Et nous te suivrons tous formant ton entourage,

Pleins d'ardeur nous, je crois, ne manquerons de cœur,

Au moins autant qu'en nous existe de vigueur ;

Mais malgré sa vaillance, un homme ne peut guère

Au delà de sa force assister à la guerre. »

    En s'exprimant ainsi le héros fait cesser

Le courroux de son frère ; eux deux vont s'élancer

Au plus fort du combat, et chacun d'eux s'approche

Du grand Polydarnas à l'âme sans reproche,

D'Ortéus, de Phalcès, de Palmys, Cébrion,

D'Ascanius, Morys le fils d'Hippotion,

Du divin Polyphète, eux tous de guerre avides

Et la veille arrivés devant combler les vides ;

De la riche Ascagnie ils viennent au combat,

Poussés par Jupiter ils vont comme s'abat

Un ouragan de vents qui sur la plaine fondent

Quand Jupiter foudroie ; à grands bruits se confondent

Dans la mer tous les flots blancs, écumants, nombreux,

De la bruyante mer tous se poussant entre eux

En arrière, en avant ; tels les Troyens se pressent

En avant, en arrière, et sous leurs chefs s'empressent

Brillants d'airain ; Hector leur montre le chemin

Hector égal à Mars fléau du genre humain,

Hector fils de Priam au-devant de lui place

Son beau bouclier rond qu'une courroie enlace

Sous un épais airain ; son beau casque agité

Sur ses tempes, il s'est partout précipité ;

Pied en avant, autour des phalanges il tente

S'il peut en affronter une moins résistante

Contre son bouclier, mais il ne trouble pas

Le cœur des Grecs en eux, et marchant à grands pas,

Ajax là le premier en ces mots le défie :

    « Prodige, approche donc, ta voix ne terrifie

Les Grecs guerriers experts ; Jupiter nous dompta

Sous son funeste fouet, mais si ton cœur compta

Piller là nos vaisseaux, nos bras vont les défendre

Et saccager avant vos beaux remparts en cendre !

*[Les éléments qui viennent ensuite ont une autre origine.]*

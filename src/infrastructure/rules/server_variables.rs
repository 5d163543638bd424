//! SEC009: wildcard or templated server host without constraints

use crate::domain::{Document, Finding, Severity};
use crate::infrastructure::rules::{is_v3, Rule};

/// OpenAPI 3.x only. Flags a server whose URL contains a `*` wildcard or a
/// `{...}` template when no `variables` object exists; with variables
/// present, flags the first templated variable lacking an `enum` constraint
/// (at most one finding per server).
pub struct ServerVariablesRule;

impl Rule for ServerVariablesRule {
    fn id(&self) -> &'static str {
        "SEC009"
    }

    fn severity(&self) -> Severity {
        Severity::High
    }

    fn description(&self) -> &'static str {
        "Server URL contains wildcard or templated host without variable constraints"
    }

    fn recommendation(&self) -> &'static str {
        "Avoid wildcards and constrain server variables using enum values"
    }

    fn detect(&self, document: &Document) -> Vec<Finding> {
        if !is_v3(document) {
            return Vec::new();
        }

        let servers = document
            .get_present("servers")
            .and_then(Document::as_sequence)
            .unwrap_or_default();

        let mut findings = Vec::new();

        for (index, server) in servers.iter().enumerate() {
            if server.as_mapping().is_none() {
                continue;
            }
            let url = server
                .get_present("url")
                .and_then(Document::as_str)
                .unwrap_or_default();

            let has_wildcard = url.contains('*');
            let has_template = url.contains('{') && url.contains('}');
            let variables = server
                .get_present("variables")
                .and_then(Document::as_mapping);

            if (has_wildcard || has_template) && variables.is_none() {
                findings.push(self.finding_at(format!("servers[{index}].url")));
                continue;
            }

            if has_template {
                if let Some(variables) = variables {
                    for (name, variable) in variables {
                        if variable.as_mapping().is_none() {
                            continue;
                        }
                        if !variable.has("enum") {
                            findings.push(
                                self.finding_at(format!("servers[{index}].variables.{name}")),
                            );
                            break;
                        }
                    }
                }
            }
        }

        findings
    }
}
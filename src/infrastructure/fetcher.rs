//! Remote specification retrieval

use std::time::Duration;

use reqwest::Client;
use thiserror::Error;
use tracing::{debug, error};

#[derive(Debug, Error)]
pub enum FetchError {
    #[error("error fetching URL: {0}")]
    Request(#[from] reqwest::Error),

    #[error("failed to fetch spec: HTTP {0}")]
    Status(u16),

    #[error("URL does not appear to return JSON or YAML content")]
    UnsupportedContentType,
}

/// Fetches specification text from a remote URL with a bounded timeout.
#[derive(Clone)]
pub struct SpecFetcher {
    client: Client,
}

impl SpecFetcher {
    pub fn new(timeout: Duration) -> Self {
        let client = Client::builder().timeout(timeout).build().unwrap_or_else(|e| {
            error!(error = %e, "Failed to build HTTP client with custom timeout, using default client");
            Client::new()
        });
        Self { client }
    }

    /// Retrieve the body at `url`, requiring a 200 status and a content type
    /// that plausibly carries a spec (JSON, YAML, or plain text).
    pub async fn fetch(&self, url: &str) -> Result<String, FetchError> {
        debug!(url, "Fetching specification");

        let response = self.client.get(url).send().await?;
        let status = response.status();
        if !status.is_success() {
            return Err(FetchError::Status(status.as_u16()));
        }

        let content_type = response
            .headers()
            .get(reqwest::header::CONTENT_TYPE)
            .and_then(|v| v.to_str().ok())
            .unwrap_or_default()
            .to_lowercase();
        if !is_spec_content_type(&content_type) {
            return Err(FetchError::UnsupportedContentType);
        }

        Ok(response.text().await?)
    }
}

fn is_spec_content_type(content_type: &str) -> bool {
    content_type.contains("json") || content_type.contains("yaml") || content_type.contains("text")
}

Je te le dis, c'est presque, et fuyant en ces lieux

Toi-même tu prieras Jupiter, tous les dieux,

Que plus prompt que l'autour, ton superbe attelage

Rentre aux murs, soulevant le sable de la plage. »

   Oiseau de bon augure, un aigle au vol très-haut

Plane au-dessus d'Ajax dès qu'il a dit ce mot ;

Le peuple rassuré par ce présage crie,

Et le brillant Hector réplique avec furie :

    « Ajax bavard, vantard, tu tiens un discours tel !

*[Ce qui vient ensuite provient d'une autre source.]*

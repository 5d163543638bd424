//! SEC001: no global security scheme

use crate::domain::{Document, Finding, Severity};
use crate::infrastructure::rules::Rule;

/// Flags descriptors that declare neither a top-level `security` requirement
/// nor a security-scheme registry (`securityDefinitions` for Swagger 2.0,
/// `components.securitySchemes` for OpenAPI 3.x).
pub struct GlobalSecurityRule;

impl Rule for GlobalSecurityRule {
    fn id(&self) -> &'static str {
        "SEC001"
    }

    fn severity(&self) -> Severity {
        Severity::Critical
    }

    fn description(&self) -> &'static str {
        "No global security definition found in OpenAPI specification"
    }

    fn recommendation(&self) -> &'static str {
        "Define global security schemes and apply them at the root level"
    }

    fn detect(&self, document: &Document) -> Vec<Finding> {
        let has_global_security = document.has("security");

        let has_definitions = if document.has("swagger") {
            document.has("securityDefinitions")
        } else if document.has("openapi") {
            document
                .get_present("components")
                .map(|components| components.has("securitySchemes"))
                .unwrap_or(false)
        } else {
            false
        };

        if has_global_security || has_definitions {
            return Vec::new();
        }

        vec![self.finding_at("root")]
    }
}

#[cfg(test)]
mod tests {
    use super::*;

    fn decode(text: &str) -> Document {
        serde_yml::from_str(text).unwrap()
    }

    #[test]
    fn flags_v3_spec_without_any_security() {
        let doc = decode("openapi: 3.0.0\npaths: {}\n");
        let findings = GlobalSecurityRule.detect(&doc);
        assert_eq!(findings.len(), 1);
        assert_eq!(findings[0].location, "root");
        assert_eq!(findings[0].severity, Severity::Critical);
    }

    #[test]
    fn accepts_v3_security_schemes() {
        let doc = decode(
            r#"
openapi: 3.0.0
paths: {}
components:
  securitySchemes:
    bearerAuth:
      type: http
      scheme: bearer
"#,
        );
        assert!(GlobalSecurityRule.detect(&doc).is_empty());
    }

    #[test]
    fn accepts_v2_security_definitions() {
        let doc = decode(
            r#"
swagger: "2.0"
paths: {}
securityDefinitions:
  apiKey:
    type: apiKey
    in: header
    name: X-API-Key
"#,
        );
        assert!(GlobalSecurityRule.detect(&doc).is_empty());
    }

    #[test]
    fn accepts_top_level_security_requirement() {
        let doc = decode("openapi: 3.0.0\npaths: {}\nsecurity:\n  - bearerAuth: []\n");
        assert!(GlobalSecurityRule.detect(&doc).is_empty());
    }

    #[test]
    fn null_security_counts_as_absent() {
        let doc = decode("openapi: 3.0.0\npaths: {}\nsecurity: null\n");
        assert_eq!(GlobalSecurityRule.detect(&doc).len(), 1);
    }
}
//! Token-bucket rate governor.
//!
//! The bucket starts with one token and refills continuously at the target
//! rate. A caller that finds the bucket empty reserves the next token and
//! sleeps until it would have been refilled.
//!
//! Tokio timers fire on millisecond ticks, so above 1000 messages/s a sleep
//! always overshoots its deadline. The bucket may therefore hold up to one
//! tick's worth of tokens (never less than one) so that the overshoot is not
//! lost. A caller that falls behind gets at most that much credit.

use crate::error::GovernorError;
use std::time::Duration;
use tokio::time::Instant;
use tokio_util::sync::CancellationToken;
use tracing::trace;

const CAPACITY: f64 = 1.0;

/// Granularity of the Tokio timer wheel.
const TIMER_TICK: Duration = Duration::from_millis(1);

/// Paces callers to a fixed number of operations per second.
#[derive(Debug)]
pub struct RateGovernor {
    rate: f64,
    /// Most tokens the bucket can hold.
    ceiling: f64,
    /// Available tokens. Negative while callers hold reservations.
    tokens: f64,
    last_refill: Instant,
}

impl RateGovernor {
    /// Create a governor for `rate` operations per second, starting with a full bucket.
    pub fn new(rate: f64) -> Result<Self, GovernorError> {
        if !rate.is_finite() || rate <= 0.0 {
            return Err(GovernorError::InvalidRate(rate));
        }

        Ok(Self {
            rate,
            ceiling: CAPACITY.max(rate * TIMER_TICK.as_secs_f64()),
            tokens: CAPACITY,
            last_refill: Instant::now(),
        })
    }

    /// Target rate in operations per second.
    pub fn rate(&self) -> f64 {
        self.rate
    }

    /// Block until a token is available, then consume it.
    ///
    /// Returns [`GovernorError::Cancelled`] if `cancel` fires first. The
    /// reserved token is handed back if the wait is cancelled or the future is
    /// dropped before it completes.
    pub async fn wait(&mut self, cancel: &CancellationToken) -> Result<(), GovernorError> {
        if cancel.is_cancelled() {
            return Err(GovernorError::Cancelled);
        }

        let now = Instant::now();
        let delay = self.reserve(now);
        if delay.is_zero() {
            return Ok(());
        }

        trace!("Waiting {:?} for next token", delay);
        let reservation = Reservation {
            tokens: Some(&mut self.tokens),
        };
        tokio::select! {
            _ = tokio::time::sleep_until(now + delay) => {
                reservation.keep();
                Ok(())
            }
            _ = cancel.cancelled() => Err(GovernorError::Cancelled),
        }
    }

    /// Take one token and return how long the caller must wait for it.
    fn reserve(&mut self, now: Instant) -> Duration {
        self.refill(now);
        self.tokens -= 1.0;

        if self.tokens >= 0.0 {
            Duration::ZERO
        } else {
            Duration::from_secs_f64(-self.tokens / self.rate)
        }
    }

    fn refill(&mut self, now: Instant) {
        let elapsed = now.saturating_duration_since(self.last_refill).as_secs_f64();
        self.tokens = (self.tokens + elapsed * self.rate).min(self.ceiling);
        self.last_refill = now;
    }
}

/// A token taken ahead of time. Handed back on drop unless kept.
struct Reservation<'a> {
    tokens: Option<&'a mut f64>,
}

impl Reservation<'_> {
    fn keep(mut self) {
        self.tokens = None;
    }
}

impl Drop for Reservation<'_> {
    fn drop(&mut self) {
        if let Some(tokens) = self.tokens.take() {
            *tokens += 1.0;
        }
    }
}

Que ne suis-je aussi sûr d'être un fils immortel

De Jupiter tenant l'Égide vénérée,

D'avoir reçu le jour de Junon révérée,

D'être comme Apollon et Minerve en honneur,

Qu'il est vrai que ce jour ne portera bonheur

Aux Grecs entre qui toi tu perdras l'existence,

Si bravant mon long trait, tu me fais résistance ;

Je percerai ta peau d'une blancheur de lis,

Vautours et chiens de Troie ici seront remplis

Et bien rassasiés de tes chairs, de ta graisse,

Quant tu seras gisant aux vaisseaux de la Grèce ! »

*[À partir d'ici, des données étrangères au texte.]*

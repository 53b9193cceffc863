//! Backend built on rdkafka's `FutureProducer`.

use crate::config::ProducerConfig;
use crate::connect::check_brokers;
use crate::error::Result;
use async_trait::async_trait;
use bytes::Bytes;
use load_producer_core::{ProducerBackend, SendError};
use rdkafka::producer::{FutureProducer, FutureRecord, Producer};
use std::time::Duration;
use tracing::debug;

const NAME: &str = "future";

/// Publishes through a `FutureProducer`.
///
/// In synchronous mode every `write` waits for the delivery report, so the
/// broker's error comes back verbatim. In async mode the message is only
/// enqueued and the delivery future is dropped: failures after that point are
/// never seen by the caller.
pub struct FutureBackend {
    producer: FutureProducer,
    topic: String,
    async_mode: bool,
    queue_timeout: Duration,
}

impl FutureBackend {
    /// Create the producer and verify the brokers are reachable. Blocks.
    pub fn connect(config: &ProducerConfig) -> Result<Self> {
        config.validate()?;

        let producer: FutureProducer = config.client_config().create()?;
        check_brokers(producer.client(), config)?;

        debug!(
            "Created future producer for topic '{}' (acks={})",
            config.topic,
            config.acks().as_str()
        );

        Ok(Self {
            producer,
            topic: config.topic.clone(),
            async_mode: config.async_mode,
            queue_timeout: config.queue_timeout,
        })
    }
}

#[async_trait]
impl ProducerBackend for FutureBackend {
    fn name(&self) -> &'static str {
        NAME
    }

    async fn write(&mut self, payload: Bytes) -> std::result::Result<(), SendError> {
        let record = FutureRecord::<(), [u8]>::to(&self.topic).payload(&payload[..]);

        if self.async_mode {
            // Dropping the delivery future does not cancel the delivery.
            return match self.producer.send_result(record) {
                Ok(_delivery) => Ok(()),
                Err((err, _)) => Err(SendError::broker(NAME, err)),
            };
        }

        self.producer
            .send(record, self.queue_timeout)
            .await
            .map(|_| ())
            .map_err(|(err, _)| SendError::broker(NAME, err))
    }

    async fn flush(&mut self, timeout: Duration) -> std::result::Result<(), SendError> {
        let producer = self.producer.clone();
        tokio::task::spawn_blocking(move || producer.flush(timeout))
            .await
            .map_err(|e| SendError::broker(NAME, e))?
            .map_err(|e| SendError::broker(NAME, e))
    }
}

    Il dit   se place en tête, et ses guerriers entre eux

Le suivent, criant tous avec un bruit affreux ;

Criant aussi, les Grecs n'oubliant leur courage.

Attendent là de voir s'avancer au rivage

Les plus braves Troyens ; des deux parts dans l'éther

Les cris vont aux palais brillants de Jupiter.